Nasca Lines

nazfig2In the Peruvian desert, about 200 miles south of the capital – Lima – there lies a plain between the Inca and Nasca valleys. Across this plain, in an area measuring 37 miles long and 1 mile wide, is an assortment of perfectly straight lines, many running parallel, others intersecting, forming a grand geometric form. In and around the lines there are also trapezoidal zones, strange symbols, and pictures of birds and beasts all etched on a giant scale that can only be appreciated from the sky.
The figures come in two types: biomorphs and geoglyphs. The biomorphs are some 70 animal and plant figures that include a spider, hummingbird, monkey and a 1,000-foot-long pelican. The biomorphs are grouped together in one area on the plain. Some archaeologists believe they were constructed around 200 B.C., about 500 years before the geoglyphs.
There are about 900 geoglyphs on the plain. Geoglyphs are geometric forms that include straight lines, triangles, spirals, circles and trapezoids. They are enormous in size. The longest straight line goes nine miles across the plain.
The forms are so difficult to see from the ground that they were not discovered until the 1930’s when aircraft, when surveying for water, spotted them. The plain, crisscrossed, by these giant lines with many forming rectangles, has a striking resemblance to a modern airport. The Swiss writer, Erich von Daniken, even suggested they had been built for the convenience of ancient visitors from space to land their ships. As tempting as it might be to subscribe to this theory, the desert floor at Nasca is soft earth and loose stone, and would not support the landing wheels of either an aircraft or a flying saucer.
The Nasca lines were created by clearing the darkened pampa stones to either side and exposing the lighter sand underneath.
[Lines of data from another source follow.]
//! Physical pixel units used by strip measurement and indicator geometry.
//!
//! # Key Types
//!
//! - [`Px`] - a single signed pixel value; negative values appear while the
//!   row is scrolled
//! - [`PxSize`] - measured width and height of a tab part
//! - [`PxRect`] - an axis-aligned rectangle in strip coordinates
//!
//! Strip coordinates put the origin at the top-left corner of the unscrolled
//! row. Drawing subtracts the current scroll offset.
//!
//! # Example
//!
//! ```
//! use tab_strip::px::{Px, PxRect};
//!
//! let tab = PxRect::new(Px(96), Px(0), Px(120), Px(48));
//! assert_eq!(tab.right(), Px(216));
//! assert_eq!(tab.center_x(), Px(156));
//! ```

use std::ops::{AddAssign, Neg, SubAssign};

/// A physical pixel value.
///
/// Unlike [`Dp`](crate::dp::Dp), physical pixels are not scaled by screen density.
#[derive(Debug, Default, Clone, Copy, PartialEq, PartialOrd, Eq, Ord, Hash)]
pub struct Px(pub i32);

impl Px {
    /// Zero pixels.
    pub const ZERO: Self = Self(0);

    /// The largest representable pixel value, used as "unbounded".
    pub const MAX: Self = Self(i32::MAX);

    /// Returns the raw i32 value.
    pub fn raw(self) -> i32 {
        self.0
    }

    /// Returns only the positive value, or zero if negative.
    pub fn positive(self) -> Px {
        if self.0 < 0 { Px::ZERO } else { self }
    }

    /// Creates a `Px` from an f32 value, saturating at the numeric bounds.
    ///
    /// ```
    /// use tab_strip::px::Px;
    ///
    /// assert_eq!(Px::saturating_from_f32(42.7), Px(42));
    /// assert_eq!(Px::saturating_from_f32(f32::MAX), Px::MAX);
    /// ```
    pub fn saturating_from_f32(value: f32) -> Self {
        let clamped_value = value.clamp(i32::MIN as f32, i32::MAX as f32);
        Px(clamped_value as i32)
    }

    /// Rounds an f32 value to the nearest pixel, saturating at the bounds.
    pub fn round_from_f32(value: f32) -> Self {
        Self::saturating_from_f32(value.round())
    }

    /// Saturating addition.
    pub fn saturating_add(self, rhs: Self) -> Self {
        Px(self.0.saturating_add(rhs.0))
    }

    /// Saturating subtraction.
    pub fn saturating_sub(self, rhs: Self) -> Self {
        Px(self.0.saturating_sub(rhs.0))
    }

    /// Saturating multiplication by an integer factor.
    pub fn saturating_mul(self, rhs: i32) -> Self {
        Px(self.0.saturating_mul(rhs))
    }

    /// Multiplies the pixel value by a scalar, truncating toward zero.
    pub fn mul_f32(self, rhs: f32) -> Self {
        Px((self.0 as f32 * rhs) as i32)
    }

    /// Linear interpolation between `self` and `other`, rounded to the
    /// nearest pixel. `fraction` 0 yields `self` and 1 yields `other` exactly.
    pub fn lerp(self, other: Self, fraction: f32) -> Self {
        if fraction <= 0.0 {
            return self;
        }
        if fraction >= 1.0 {
            return other;
        }
        let delta = (other.0 as i64 - self.0 as i64) as f32 * fraction;
        Px::round_from_f32(self.0 as f32 + delta)
    }
}

/// A width/height pair in physical pixels.
#[derive(Debug, Default, Clone, Copy, PartialEq, Eq, Hash)]
pub struct PxSize {
    /// Width in physical pixels.
    pub width: Px,
    /// Height in physical pixels.
    pub height: Px,
}

impl PxSize {
    /// A zero size.
    pub const ZERO: Self = Self {
        width: Px::ZERO,
        height: Px::ZERO,
    };

    /// Creates a new size.
    pub const fn new(width: Px, height: Px) -> Self {
        Self { width, height }
    }
}

/// A rectangle in physical pixel space.
///
/// Stored as top-left corner plus extent, matching the layout pass. The
/// edge accessors give the left/top/right/bottom view used by indicator
/// interpolation.
#[derive(Debug, Clone, Copy, PartialEq, Eq, Hash, Default)]
pub struct PxRect {
    /// The x-coordinate of the left edge.
    pub x: Px,
    /// The y-coordinate of the top edge.
    pub y: Px,
    /// The width of the rectangle.
    pub width: Px,
    /// The height of the rectangle.
    pub height: Px,
}

impl PxRect {
    /// A zero rectangle at the origin.
    pub const ZERO: Self = Self {
        x: Px::ZERO,
        y: Px::ZERO,
        width: Px::ZERO,
        height: Px::ZERO,
    };

    /// Creates a new rectangle from its top-left corner and extent.
    pub const fn new(x: Px, y: Px, width: Px, height: Px) -> Self {
        Self {
            x,
            y,
            width,
            height,
        }
    }

    /// Creates a rectangle from its four edges. Inverted edges produce an
    /// empty rectangle rather than a negative extent.
    pub fn from_edges(left: Px, top: Px, right: Px, bottom: Px) -> Self {
        Self {
            x: left,
            y: top,
            width: (right - left).positive(),
            height: (bottom - top).positive(),
        }
    }

    /// Left edge.
    pub fn left(&self) -> Px {
        self.x
    }

    /// Top edge.
    pub fn top(&self) -> Px {
        self.y
    }

    /// Right edge.
    pub fn right(&self) -> Px {
        self.x + self.width
    }

    /// Bottom edge.
    pub fn bottom(&self) -> Px {
        self.y + self.height
    }

    /// Horizontal center, rounded down.
    pub fn center_x(&self) -> Px {
        self.x + self.width / 2
    }

    /// Returns the same rectangle shifted horizontally by `dx`.
    pub fn translate_x(&self, dx: Px) -> Self {
        Self {
            x: self.x + dx,
            ..*self
        }
    }

    /// The smallest rectangle that contains both rectangles.
    ///
    /// ```
    /// use tab_strip::px::{Px, PxRect};
    ///
    /// let icon = PxRect::new(Px(40), Px(8), Px(24), Px(24));
    /// let label = PxRect::new(Px(20), Px(36), Px(64), Px(20));
    /// assert_eq!(icon.union(&label), PxRect::new(Px(20), Px(8), Px(64), Px(48)));
    /// ```
    pub fn union(&self, other: &Self) -> Self {
        let x = self.x.0.min(other.x.0);
        let y = self.y.0.min(other.y.0);
        let width = (self.x.0 + self.width.0).max(other.x.0 + other.width.0) - x;
        let height = (self.y.0 + self.height.0).max(other.y.0 + other.height.0) - y;

        Self {
            x: Px(x),
            y: Px(y),
            width: Px(width),
            height: Px(height),
        }
    }

    /// Whether a horizontal coordinate falls inside `[left, right)`.
    pub fn contains_x(&self, x: Px) -> bool {
        x >= self.left() && x < self.right()
    }
}

impl std::ops::Add for Px {
    type Output = Self;

    fn add(self, rhs: Self) -> Self::Output {
        Px(self.0 + rhs.0)
    }
}

impl Neg for Px {
    type Output = Self;

    fn neg(self) -> Self::Output {
        Px(-self.0)
    }
}

impl std::ops::Sub for Px {
    type Output = Self;

    fn sub(self, rhs: Self) -> Self::Output {
        Px(self.0 - rhs.0)
    }
}

impl std::ops::Mul<i32> for Px {
    type Output = Self;

    fn mul(self, rhs: i32) -> Self::Output {
        Px(self.0 * rhs)
    }
}

impl std::ops::Div<i32> for Px {
    type Output = Self;

    fn div(self, rhs: i32) -> Self::Output {
        Px(self.0 / rhs)
    }
}

impl std::iter::Sum for Px {
    fn sum<I: Iterator<Item = Self>>(iter: I) -> Self {
        iter.fold(Px::ZERO, |acc, px| acc.saturating_add(px))
    }
}

impl AddAssign for Px {
    fn add_assign(&mut self, rhs: Self) {
        self.0 += rhs.0;
    }
}

impl SubAssign for Px {
    fn sub_assign(&mut self, rhs: Self) {
        self.0 -= rhs.0;
    }
}

#[cfg(test)]
mod tests {
    use super::*;

    #[test]
    fn test_px_arithmetic() {
        let a = Px(10);
        let b = Px(5);

        assert_eq!(a + b, Px(15));
        assert_eq!(a - b, Px(5));
        assert_eq!(a * 2, Px(20));
        assert_eq!(a / 2, Px(5));
        assert_eq!(-a, Px(-10));
        assert_eq!([a, b, Px(1)].into_iter().sum::<Px>(), Px(16));
    }

    #[test]
    fn test_px_saturating_arithmetic() {
        let max = Px(i32::MAX);
        let min = Px(i32::MIN);
        assert_eq!(max.saturating_add(Px(1)), max);
        assert_eq!(min.saturating_sub(Px(1)), min);
        assert_eq!(Px(i32::MAX / 2).saturating_mul(3), max);
        assert_eq!(Px::saturating_from_f32(-100.5), Px(-100));
        assert_eq!(Px::round_from_f32(99.5), Px(100));
    }

    #[test]
    fn test_lerp_is_exact_at_the_ends() {
        let from = Px(-37);
        let to = Px(413);
        assert_eq!(from.lerp(to, 0.0), from);
        assert_eq!(from.lerp(to, 1.0), to);
        assert_eq!(from.lerp(to, 0.5), Px(188));
        assert_eq!(to.lerp(from, 0.25), Px(301));
    }

    #[test]
    fn test_rect_edges() {
        let rect = PxRect::from_edges(Px(10), Px(4), Px(50), Px(24));
        assert_eq!(rect, PxRect::new(Px(10), Px(4), Px(40), Px(20)));
        assert_eq!(rect.right(), Px(50));
        assert_eq!(rect.bottom(), Px(24));
        assert_eq!(rect.center_x(), Px(30));
    }

    #[test]
    fn test_rect_union_and_hit() {
        let a = PxRect::new(Px(0), Px(0), Px(100), Px(48));
        let b = PxRect::new(Px(100), Px(0), Px(80), Px(48));
        let union = a.union(&b);
        assert_eq!(union, PxRect::new(Px(0), Px(0), Px(180), Px(48)));
        assert!(a.contains_x(Px(99)));
        assert!(!a.contains_x(Px(100)));
        assert_eq!(b.translate_x(Px(-30)).left(), Px(70));
    }
}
So why are the lines there? The American explorer Paul Kosok, who made his first visit to Nasca in the 1940s, suggested that the lines were astronomically significant and that the plain acted as a giant observatory. He called them “the largest astronomy book in the world.” Gerald Hawkins, an American astronomer, tested this theory in 1968 by feeding the position of a sample of lines into a computer and having a program calculate how many lines coincided with an important astronomical event. Hawkins showed the number of lines that were astronomically significant were only about the same number that would be the result of pure chance. This makes it seem unlikely Nasca is an observatory.
Perhaps the best theory for the lines and symbols belongs to Tony Morrison, the English explorer. By researching the old folk ways of the people of the Andes mountains, Morrison discovered a tradition of wayside shrines linked by straight pathways. The faithful would move from shrine to shrine praying and meditating. Often the shrine was as simple as a small pile of stones. Morrison suggests that the lines at Nasca were similar in purpose and on a vast scale. The symbols may have served as special enclosures for religious ceremonies.
How were they built? Straight lines can be made easily for great distances with simple tools. Two wooden stakes placed as a straight line would be used to guide the placement of a third stake along the line. One person would sight along the first two stakes and instructs a second person in the placement of the new stake. This can be repeated as many times as needed to make an almost perfectly-straight line miles in length. The symbols were probably made by drawing the desired figure at some reasonable size, then using a grid system to divide it up. The symbol could then be redrawn at full scale by recreating the grid on the ground and working on each individual square one at a time.
Recently two researchers, David Johnson and Steve Mabee, have advanced a theory that the geoglyphs may be related to water. The Nasca plain is one of the driest places on Earth, getting less than one inch of rain a year. Johnson, while looking for sources of water in the region, noticed that ancient aqueducts, called puquios, seemed to be connected with some of the lines. Johnson thinks that the shapes may be a giant map of the underground water sources traced on the land. Mabee is working to gather evidence that might confirm this theory.
Other scientists are more skeptical, but admit that in a region where finding water was vital to survival, there might well be some connection between the ceremonial purpose of the lines and water. Johan Reinhard, a cultural anthropologist with the National Geographic Society, found that villagers in Bolivia walk along a straight pathway to shrines while praying and dancing for rain. Something similar may have been done at the ancient Nasca lines.
850 miles south of the Nasca plain is the largest human figure in the world laid out upon the side of Solitary Mountain. The Giant of Atacama stands 393 feet high and is surrounded by lines similar to those at Nasca.
Along the Pacific Coast in the foothills of the Andes Mountains is etched a figure resembling a giant candelabrum. Further south, Sierra Pintada, which means “the painted mountain” in Spanish, is covered with vast pictures including spirals, circles, warriors and a condor. Archaeologists speculate that these figures, clearly visible from the ground, served as guideposts for Inca traders.